7 novembre: nouvel essai, nouveau scoop
Mercedes réalise un nouvel essai dans la banlieue de Stuttgart. Cette fois-ci, la Classe A n’est pas testée seule. Une Volkswagen Golf et une Opel Astra sont également soumises à l’épreuve de l’évitement brusque. À 60 km/h, toutes les voitures réussissent le test. À 70 km/h, la situation devient plus critique. Mais à 80 km/h, les trois voitures se retrouvent toutes les trois sur le toit. Un paparazzi qui se trouvait à proximité prend des photos de la scène. Ces photos sont ensuite vendues à l’hebdomadaire suisse Sonntaggzeitung et au journal allemand Stuttgarter Zeitung, qui les publient le week-end suivant. Cependant, seules les photos de la Mercedes sont diffusées.
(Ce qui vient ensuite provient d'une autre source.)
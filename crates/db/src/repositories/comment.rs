//! Comment repository.
//!
//! Counters follow one rule: `reply_count` on a parent and `comment_count` on
//! the video or post only include visible comments (active or flagged). Every
//! write that changes a comment's visibility adjusts both in the same
//! transaction as the write itself.

use std::sync::Arc;

use super::paginate;
use crate::entities::{
    Comment, EntityStatus, Post, Video,
    comment::{self, CommentableType},
    post, video,
};
use chrono::Utc;
use commentable_common::{AppError, AppResult, Page, PageRequest};
use sea_orm::{
    ActiveModelTrait, ColumnTrait, ConnectionTrait, DatabaseConnection, DbErr, EntityTrait,
    IntoActiveModel, PaginatorTrait, QueryFilter, QueryOrder, Select, Set, TransactionTrait,
    prelude::DateTimeWithTimeZone, sea_query::Expr,
};

/// Which level of a thread to list.
#[derive(Debug, Clone, Default, PartialEq, Eq)]
pub enum ParentFilter {
    /// Only comments without a parent.
    #[default]
    TopLevel,
    /// Direct replies of one comment.
    RepliesTo(String),
    /// Any level.
    Any,
}

/// Filters for listing comments.
#[derive(Debug, Clone, Default)]
pub struct CommentFilter {
    /// Restrict to one thread.
    pub commentable: Option<(CommentableType, String)>,
    pub parent: ParentFilter,
    /// Only comments by this author.
    pub user_id: Option<String>,
    /// Allowed statuses. Empty means visible statuses.
    pub statuses: Vec<EntityStatus>,
}

/// Comment repository for database operations.
#[derive(Clone)]
pub struct CommentRepository {
    db: Arc<DatabaseConnection>,
}

impl CommentRepository {
    /// Create a new comment repository.
    #[must_use]
    pub const fn new(db: Arc<DatabaseConnection>) -> Self {
        Self { db }
    }

    /// Find a comment by ID, whatever its status.
    pub async fn find_by_id(&self, id: &str) -> AppResult<Option<comment::Model>> {
        Comment::find_by_id(id)
            .one(self.db.as_ref())
            .await
            .map_err(|e| AppError::Database(e.to_string()))
    }

    /// Find a comment by ID, returning an error if not found.
    pub async fn get_by_id(&self, id: &str) -> AppResult<comment::Model> {
        self.find_by_id(id)
            .await?
            .ok_or_else(|| AppError::NotFound(format!("Comment {id}")))
    }

    /// Find comments by IDs.
    pub async fn find_by_ids(&self, ids: &[String]) -> AppResult<Vec<comment::Model>> {
        if ids.is_empty() {
            return Ok(vec![]);
        }

        Comment::find()
            .filter(comment::Column::Id.is_in(ids.to_vec()))
            .all(self.db.as_ref())
            .await
            .map_err(|e| AppError::Database(e.to_string()))
    }

    /// Insert a comment and bump the counters it contributes to.
    pub async fn create(&self, model: comment::ActiveModel) -> AppResult<comment::Model> {
        let txn = self
            .db
            .begin()
            .await
            .map_err(|e| AppError::Database(e.to_string()))?;

        let created = model
            .insert(&txn)
            .await
            .map_err(|e| AppError::Database(e.to_string()))?;

        if created.status.is_visible() {
            adjust_counters(&txn, &created, 1)
                .await
                .map_err(|e| AppError::Database(e.to_string()))?;
        }

        txn.commit()
            .await
            .map_err(|e| AppError::Database(e.to_string()))?;

        Ok(created)
    }

    /// Replace a comment's content.
    pub async fn update_content(
        &self,
        comment: comment::Model,
        content: String,
    ) -> AppResult<comment::Model> {
        let mut active = comment.into_active_model();
        active.content = Set(content);
        active
            .update(self.db.as_ref())
            .await
            .map_err(|e| AppError::Database(e.to_string()))
    }

    /// Move a comment to `to`, keeping counters in step.
    ///
    /// Returns `None` when the stored status no longer matches `comment.status`,
    /// i.e. someone else changed it first.
    pub async fn transition_status(
        &self,
        comment: comment::Model,
        to: EntityStatus,
    ) -> AppResult<Option<comment::Model>> {
        let txn = self
            .db
            .begin()
            .await
            .map_err(|e| AppError::Database(e.to_string()))?;

        let updated = transition_status_in(&txn, comment, to)
            .await
            .map_err(|e| AppError::Database(e.to_string()))?;

        txn.commit()
            .await
            .map_err(|e| AppError::Database(e.to_string()))?;

        Ok(updated)
    }

    /// List comments matching `filter`.
    pub async fn list(
        &self,
        filter: &CommentFilter,
        request: &PageRequest,
    ) -> AppResult<Page<comment::Model>> {
        paginate(
            self.db.as_ref(),
            filtered(filter),
            sort_column(request.sort_by.as_deref()),
            comment::Column::Id,
            request,
        )
        .await
    }

    /// Count comments matching `filter`.
    pub async fn count(&self, filter: &CommentFilter) -> AppResult<u64> {
        filtered(filter)
            .count(self.db.as_ref())
            .await
            .map_err(|e| AppError::Database(e.to_string()))
    }

    /// Visible comments of one thread deeper than `below_depth` and at most
    /// `max_depth`, oldest first.
    pub async fn find_visible_in_thread(
        &self,
        commentable_type: CommentableType,
        commentable_id: &str,
        below_depth: i32,
        max_depth: i32,
    ) -> AppResult<Vec<comment::Model>> {
        Comment::find()
            .filter(comment::Column::CommentableType.eq(commentable_type))
            .filter(comment::Column::CommentableId.eq(commentable_id))
            .filter(comment::Column::Depth.gt(below_depth))
            .filter(comment::Column::Depth.lte(max_depth))
            .filter(comment::Column::Status.is_in(EntityStatus::VISIBLE))
            .order_by_asc(comment::Column::CreatedAt)
            .order_by_asc(comment::Column::Id)
            .all(self.db.as_ref())
            .await
            .map_err(|e| AppError::Database(e.to_string()))
    }
}

/// Compare-and-set a comment's status on `conn` and adjust counters when the
/// comment becomes visible or invisible.
pub(crate) async fn transition_status_in<C>(
    conn: &C,
    comment: comment::Model,
    to: EntityStatus,
) -> Result<Option<comment::Model>, DbErr>
where
    C: ConnectionTrait,
{
    let now: DateTimeWithTimeZone = Utc::now().into();
    let result = Comment::update_many()
        .col_expr(comment::Column::Status, Expr::value(to))
        .col_expr(comment::Column::UpdatedAt, Expr::value(now))
        .filter(comment::Column::Id.eq(comment.id.as_str()))
        .filter(comment::Column::Status.eq(comment.status))
        .exec(conn)
        .await?;

    if result.rows_affected == 0 {
        return Ok(None);
    }

    let was_visible = comment.status.is_visible();
    let updated = comment::Model {
        status: to,
        updated_at: now,
        ..comment
    };

    match (was_visible, to.is_visible()) {
        (true, false) => adjust_counters(conn, &updated, -1).await?,
        (false, true) => adjust_counters(conn, &updated, 1).await?,
        _ => {}
    }

    Ok(Some(updated))
}

/// Add `delta` to the parent's `reply_count` and the target's `comment_count`.
async fn adjust_counters<C>(conn: &C, comment: &comment::Model, delta: i32) -> Result<(), DbErr>
where
    C: ConnectionTrait,
{
    if let Some(parent_id) = &comment.parent_comment_id {
        Comment::update_many()
            .col_expr(
                comment::Column::ReplyCount,
                Expr::col(comment::Column::ReplyCount).add(delta),
            )
            .filter(comment::Column::Id.eq(parent_id.as_str()))
            .exec(conn)
            .await?;
    }

    match comment.commentable_type {
        CommentableType::Video => {
            Video::update_many()
                .col_expr(
                    video::Column::CommentCount,
                    Expr::col(video::Column::CommentCount).add(delta),
                )
                .filter(video::Column::Id.eq(comment.commentable_id.as_str()))
                .exec(conn)
                .await?;
        }
        CommentableType::Post => {
            Post::update_many()
                .col_expr(
                    post::Column::CommentCount,
                    Expr::col(post::Column::CommentCount).add(delta),
                )
                .filter(post::Column::Id.eq(comment.commentable_id.as_str()))
                .exec(conn)
                .await?;
        }
    }

    Ok(())
}

fn filtered(filter: &CommentFilter) -> Select<Comment> {
    let statuses = if filter.statuses.is_empty() {
        EntityStatus::VISIBLE.to_vec()
    } else {
        filter.statuses.clone()
    };

    let mut query = Comment::find().filter(comment::Column::Status.is_in(statuses));

    if let Some((kind, id)) = &filter.commentable {
        query = query
            .filter(comment::Column::CommentableType.eq(*kind))
            .filter(comment::Column::CommentableId.eq(id.as_str()));
    }

    query = match &filter.parent {
        ParentFilter::TopLevel => query.filter(comment::Column::ParentCommentId.is_null()),
        ParentFilter::RepliesTo(parent_id) => {
            query.filter(comment::Column::ParentCommentId.eq(parent_id.as_str()))
        }
        ParentFilter::Any => query,
    };

    if let Some(user_id) = &filter.user_id {
        query = query.filter(comment::Column::UserId.eq(user_id.as_str()));
    }

    query
}

fn sort_column(sort_by: Option<&str>) -> comment::Column {
    match sort_by.map(str::to_ascii_lowercase).as_deref() {
        Some("updatedat") => comment::Column::UpdatedAt,
        Some("replycount") => comment::Column::ReplyCount,
        Some("reactioncount") => comment::Column::ReactionCount,
        _ => comment::Column::CreatedAt,
    }
}

#[cfg(test)]
#[allow(clippy::unwrap_used)]
mod tests {
    use super::*;
    use sea_orm::{DatabaseBackend, MockDatabase, MockExecResult, Transaction};

    fn create_test_comment(id: &str, parent: Option<&str>) -> comment::Model {
        comment::Model {
            id: id.to_string(),
            user_id: "u1".to_string(),
            content: "Nice".to_string(),
            commentable_type: CommentableType::Post,
            commentable_id: "p1".to_string(),
            parent_comment_id: parent.map(str::to_string),
            depth: i32::from(parent.is_some()),
            reply_count: 0,
            reaction_count: 0,
            status: EntityStatus::Active,
            created_at: Utc::now().into(),
            updated_at: Utc::now().into(),
        }
    }

    fn exec_ok(rows_affected: u64) -> MockExecResult {
        MockExecResult {
            last_insert_id: 0,
            rows_affected,
        }
    }

    fn statements(log: &[Transaction]) -> String {
        format!("{log:?}")
    }

    #[test]
    fn test_sort_column_allow_list() {
        assert!(matches!(sort_column(Some("replyCount")), comment::Column::ReplyCount));
        assert!(matches!(sort_column(Some("reactioncount")), comment::Column::ReactionCount));
        assert!(matches!(sort_column(Some("content")), comment::Column::CreatedAt));
    }

    #[tokio::test]
    async fn test_create_reply_bumps_parent_and_post() {
        let reply = create_test_comment("c2", Some("c1"));
        let db = Arc::new(
            MockDatabase::new(DatabaseBackend::Postgres)
                .append_query_results([[reply.clone()]])
                .append_exec_results([exec_ok(1), exec_ok(1)])
                .into_connection(),
        );

        let repo = CommentRepository::new(db.clone());
        let created = repo.create(reply.into_active_model()).await.unwrap();
        assert_eq!(created.parent_comment_id.as_deref(), Some("c1"));
        drop(repo);

        let log = statements(&Arc::try_unwrap(db).unwrap().into_transaction_log());
        assert!(log.contains("reply_count"));
        assert!(log.contains("comment_count"));
    }

    #[tokio::test]
    async fn test_create_top_level_only_bumps_target() {
        let top = create_test_comment("c1", None);
        let db = Arc::new(
            MockDatabase::new(DatabaseBackend::Postgres)
                .append_query_results([[top.clone()]])
                .append_exec_results([exec_ok(1)])
                .into_connection(),
        );

        let repo = CommentRepository::new(db.clone());
        repo.create(top.into_active_model()).await.unwrap();
        drop(repo);

        let log = statements(&Arc::try_unwrap(db).unwrap().into_transaction_log());
        assert!(log.contains("comment_count"));
    }

    #[tokio::test]
    async fn test_transition_to_deleted_decrements() {
        let reply = create_test_comment("c2", Some("c1"));
        let db = Arc::new(
            MockDatabase::new(DatabaseBackend::Postgres)
                .append_exec_results([exec_ok(1), exec_ok(1), exec_ok(1)])
                .into_connection(),
        );

        let repo = CommentRepository::new(db.clone());
        let updated = repo
            .transition_status(reply, EntityStatus::Deleted)
            .await
            .unwrap()
            .unwrap();
        assert_eq!(updated.status, EntityStatus::Deleted);
        drop(repo);

        let log = statements(&Arc::try_unwrap(db).unwrap().into_transaction_log());
        assert!(log.contains("reply_count"));
        assert!(log.contains("Int(Some(-1))"));
    }

    #[tokio::test]
    async fn test_transition_between_visible_statuses_keeps_counters() {
        let comment = create_test_comment("c1", None);
        let db = Arc::new(
            MockDatabase::new(DatabaseBackend::Postgres)
                .append_exec_results([exec_ok(1)])
                .into_connection(),
        );

        let repo = CommentRepository::new(db.clone());
        let updated = repo
            .transition_status(comment, EntityStatus::Flagged)
            .await
            .unwrap()
            .unwrap();
        assert_eq!(updated.status, EntityStatus::Flagged);
        drop(repo);

        let log = statements(&Arc::try_unwrap(db).unwrap().into_transaction_log());
        assert!(!log.contains("comment_count"));
    }

    #[tokio::test]
    async fn test_transition_lost_race_returns_none() {
        let comment = create_test_comment("c1", None);
        let db = Arc::new(
            MockDatabase::new(DatabaseBackend::Postgres)
                .append_exec_results([exec_ok(0)])
                .into_connection(),
        );

        let repo = CommentRepository::new(db);
        let result = repo
            .transition_status(comment, EntityStatus::Removed)
            .await
            .unwrap();
        assert!(result.is_none());
    }

    #[tokio::test]
    async fn test_list_replies_of_missing_parent_is_empty() {
        let db = Arc::new(
            MockDatabase::new(DatabaseBackend::Postgres)
                .append_query_results([[maplit::btreemap! {
                    "num_items" => sea_orm::Value::BigInt(Some(0))
                }]])
                .into_connection(),
        );

        let repo = CommentRepository::new(db);
        let filter = CommentFilter {
            parent: ParentFilter::RepliesTo("nope".to_string()),
            ..Default::default()
        };
        let request = PageRequest::resolve(&commentable_common::PageQuery::default(), 20, 100);
        let page = repo.list(&filter, &request).await.unwrap();

        assert!(page.items.is_empty());
        assert_eq!(page.total_count, 0);
        assert_eq!(page.total_pages, 0);
    }
}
11 novembre: les livraisons sont arrêtées
La presse allemande critique violemment Mercedes. La cellule de crise de la société parvient à convaincre Jürgen Schrempp de suspendre les livraisons de la Classe A. La voiture ne sera pas commercialisée avant février 1998. Les réglages des suspensions et des amortisseurs seront revus. En attendant, l’usine de Rastatt continue de produire 200 Classe A par jour, qui sont stockées en attendant d’être corrigées. En février, 11 000 voitures attendront leurs potentiels clients. Au final, cette mésaventure coûterait plus d’un milliard de francs à Mercedes.
12 novembre: le pied de nez de la Trabant
Le journal allemand Thueringer Allgemeine réalise un test de l’évitement brusque avec une Trabant, la voiture emblématique des pays de l’Est. L’auto réussit le test avec brio, mais il faut noter que la voiture était conduite par Mario Schuhmann, pilote professionnel et spécialiste de la Trabant.